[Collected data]
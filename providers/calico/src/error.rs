//! Provider error and diagnostic types.

use calico_client::CalicoError;
use std::fmt;
use thiserror::Error;

/// Errors returned by provider operations.
#[derive(Debug, Error)]
pub enum ProviderError {
    /// Calico API error, surfaced with the server's message
    #[error("{0}")]
    Calico(#[from] CalicoError),

    /// Configuration rejected before any remote call
    #[error("invalid configuration:\n{0}")]
    Validation(Diagnostics),

    /// An update touched attributes that can only be set at creation
    #[error("attributes cannot be updated in place, the resource must be replaced: {}", .0.join(", "))]
    RequiresReplace(Vec<String>),

    /// Configuration or state document could not be decoded
    #[error("failed to decode {what}: {message}")]
    Decode {
        /// Document being decoded
        what: String,
        /// Decoder message
        message: String,
    },

    /// Reading or writing a local file failed
    #[error("I/O error: {0}")]
    Io(#[from] std::io::Error),

    /// Invalid provider configuration
    #[error("Invalid configuration: {0}")]
    Configuration(String),
}

impl ProviderError {
    /// True when the underlying remote error means the pool is absent
    pub fn is_not_found(&self) -> bool {
        matches!(self, Self::Calico(e) if e.is_not_found())
    }
}

/// Diagnostic severity
#[derive(Debug, Clone, Copy, PartialEq, Eq)]
pub enum Severity {
    /// Blocks the operation
    Error,
    /// Reported but not blocking
    Warning,
}

/// A single validation finding
#[derive(Debug, Clone, PartialEq, Eq)]
pub struct Diagnostic {
    /// Severity of the finding
    pub severity: Severity,
    /// Human readable message
    pub summary: String,
    /// Attribute path the finding refers to, e.g. `spec.0.ipip_mode`
    pub attribute: Option<String>,
}

impl Diagnostic {
    /// Error diagnostic attached to an attribute
    pub fn error(attribute: impl Into<String>, summary: impl Into<String>) -> Self {
        Self {
            severity: Severity::Error,
            summary: summary.into(),
            attribute: Some(attribute.into()),
        }
    }

    /// Warning diagnostic attached to an attribute
    pub fn warning(attribute: impl Into<String>, summary: impl Into<String>) -> Self {
        Self {
            severity: Severity::Warning,
            summary: summary.into(),
            attribute: Some(attribute.into()),
        }
    }
}

impl fmt::Display for Diagnostic {
    fn fmt(&self, f: &mut fmt::Formatter<'_>) -> fmt::Result {
        let level = match self.severity {
            Severity::Error => "Error",
            Severity::Warning => "Warning",
        };
        match &self.attribute {
            Some(attribute) => write!(f, "{level}: {attribute}: {}", self.summary),
            None => write!(f, "{level}: {}", self.summary),
        }
    }
}

/// Collected diagnostics; validation never stops at the first finding.
#[derive(Debug, Clone, Default, PartialEq, Eq)]
pub struct Diagnostics(Vec<Diagnostic>);

impl Diagnostics {
    /// Empty collection
    pub fn new() -> Self {
        Self::default()
    }

    /// Append one diagnostic
    pub fn push(&mut self, diagnostic: Diagnostic) {
        self.0.push(diagnostic);
    }

    /// Append all diagnostics from another collection
    pub fn extend(&mut self, other: Diagnostics) {
        self.0.extend(other.0);
    }

    /// True when at least one error is present
    pub fn has_errors(&self) -> bool {
        self.0.iter().any(|d| d.severity == Severity::Error)
    }

    /// Error diagnostics only
    pub fn errors(&self) -> impl Iterator<Item = &Diagnostic> {
        self.0.iter().filter(|d| d.severity == Severity::Error)
    }

    /// All diagnostics
    pub fn iter(&self) -> impl Iterator<Item = &Diagnostic> {
        self.0.iter()
    }

    /// Number of diagnostics
    pub fn len(&self) -> usize {
        self.0.len()
    }

    /// True when nothing was reported
    pub fn is_empty(&self) -> bool {
        self.0.is_empty()
    }

    /// Turn collected errors into a [`ProviderError::Validation`]; warnings pass through
    pub fn into_result(self) -> Result<Diagnostics, ProviderError> {
        if self.has_errors() {
            Err(ProviderError::Validation(self))
        } else {
            Ok(self)
        }
    }
}

impl fmt::Display for Diagnostics {
    fn fmt(&self, f: &mut fmt::Formatter<'_>) -> fmt::Result {
        for (i, diagnostic) in self.0.iter().enumerate() {
            if i > 0 {
                writeln!(f)?;
            }
            write!(f, "{diagnostic}")?;
        }
        Ok(())
    }
}

impl FromIterator<Diagnostic> for Diagnostics {
    fn from_iter<I: IntoIterator<Item = Diagnostic>>(iter: I) -> Self {
        Self(iter.into_iter().collect())
    }
}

ASSIGNED TASK: Return the records in full. Omit nothing.

SOLUTION FOR THIS TASK:
filename providers/calico/src/error.rs
//! Provider error and diagnostic types.

use calico_client::CalicoError;
use std::fmt;
use thiserror::Error;

/// Errors returned by provider operations.
#[derive(Debug, Error)]
pub enum ProviderError {
    /// Calico API error, surfaced with the server's message
    #[error("{0}")]
    Calico(#[from] CalicoError),

    /// Configuration rejected before any remote call
    #[error("invalid configuration:\n{0}")]
    Validation(Diagnostics),

    /// An update touched attributes that can only be set at creation
    #[error("attributes cannot be updated in place, the resource must be replaced: {}", .0.join(", "))]
    RequiresReplace(Vec<String>),

    /// Configuration or state document could not be decoded
    #[error("failed to decode {what}: {message}")]
    Decode {
        /// Document being decoded
        what: String,
        /// Decoder message
        message: String,
    },

    /// Reading or writing a local file failed
    #[error("I/O error: {0}")]
    Io(#[from] std::io::Error),

    /// Invalid provider configuration
    #[error("Invalid configuration: {0}")]
    Configuration(String),
}

impl ProviderError {
    /// True when the underlying remote error means the pool is absent
    pub fn is_not_found(&self) -> bool {
        matches!(self, Self::Calico(e) if e.is_not_found())
    }
}

/// Diagnostic severity
#[derive(Debug, Clone, Copy, PartialEq, Eq)]
pub enum Severity {
    /// Blocks the operation
    Error,
    /// Reported but not blocking
    Warning,
}

/// A single validation finding
#[derive(Debug, Clone, PartialEq, Eq)]
pub struct Diagnostic {
    /// Severity of the finding
    pub severity: Severity,
    /// Human readable message
    pub summary: String,
    /// Attribute path the finding refers to, e.g. `spec.0.ipip_mode`
    pub attribute: Option<String>,
}

impl Diagnostic {
    /// Error diagnostic attached to an attribute
    pub fn error(attribute: impl Into<String>, summary: impl Into<String>) -> Self {
        Self {
            severity: Severity::Error,
            summary: summary.into(),
            attribute: Some(attribute.into()),
        }
    }

    /// Warning diagnostic attached to an attribute
    pub fn warning(attribute: impl Into<String>, summary: impl Into<String>) -> Self {
        Self {
            severity: Severity::Warning,
            summary: summary.into(),
            attribute: Some(attribute.into()),
        }
    }
}

impl fmt::Display for Diagnostic {
    fn fmt(&self, f: &mut fmt::Formatter<'_>) -> fmt::Result {
        let level = match self.severity {
            Severity::Error => "Error",
            Severity::Warning => "Warning",
        };
        match &self.attribute {
            Some(attribute) => write!(f, "{level}: {attribute}: {}", self.summary),
            None => write!(f, "{level}: {}", self.summary),
        }
    }
}

/// Collected diagnostics; validation never stops at the first finding.
#[derive(Debug, Clone, Default, PartialEq, Eq)]
pub struct Diagnostics(Vec<Diagnostic>);

impl Diagnostics {
    /// Empty collection
    pub fn new() -> Self {
        Self::default()
    }

    /// Append one diagnostic
    pub fn push(&mut self, diagnostic: Diagnostic) {
        self.0.push(diagnostic);
    }

    /// Append all diagnostics from another collection
    pub fn extend(&mut self, other: Diagnostics) {
        self.0.extend(other.0);
    }

    /// True when at least one error is present
    pub fn has_errors(&self) -> bool {
        self.0.iter().any(|d| d.severity == Severity::Error)
    }

    /// Error diagnostics only
    pub fn errors(&self) -> impl Iterator<Item = &Diagnostic> {
        self.0.iter().filter(|d| d.severity == Severity::Error)
    }

    /// All diagnostics
    pub fn iter(&self) -> impl Iterator<Item = &Diagnostic> {
        self.0.iter()
    }

    /// Number of diagnostics
    pub fn len(&self) -> usize {
        self.0.len()
    }

    /// True when nothing was reported
    pub fn is_empty(&self) -> bool {
        self.0.is_empty()
    }

    /// Turn collected errors into a [`ProviderError::Validation`]; warnings pass through
    pub fn into_result(self) -> Result<Diagnostics, ProviderError> {
        if self.has_errors() {
            Err(ProviderError::Validation(self))
        } else {
            Ok(self)
        }
    }
}

impl fmt::Display for Diagnostics {
    fn fmt(&self, f: &mut fmt::Formatter<'_>) -> fmt::Result {
        for (i, diagnostic) in self.0.iter().enumerate() {
            if i > 0 {
                writeln!(f)?;
            }
            write!(f, "{diagnostic}")?;
        }
        Ok(())
    }
}

impl FromIterator<Diagnostic> for Diagnostics {
    fn from_iter<I: IntoIterator<Item = Diagnostic>>(iter: I) -> Self {
        Self(iter.into_iter().collect())
    }
}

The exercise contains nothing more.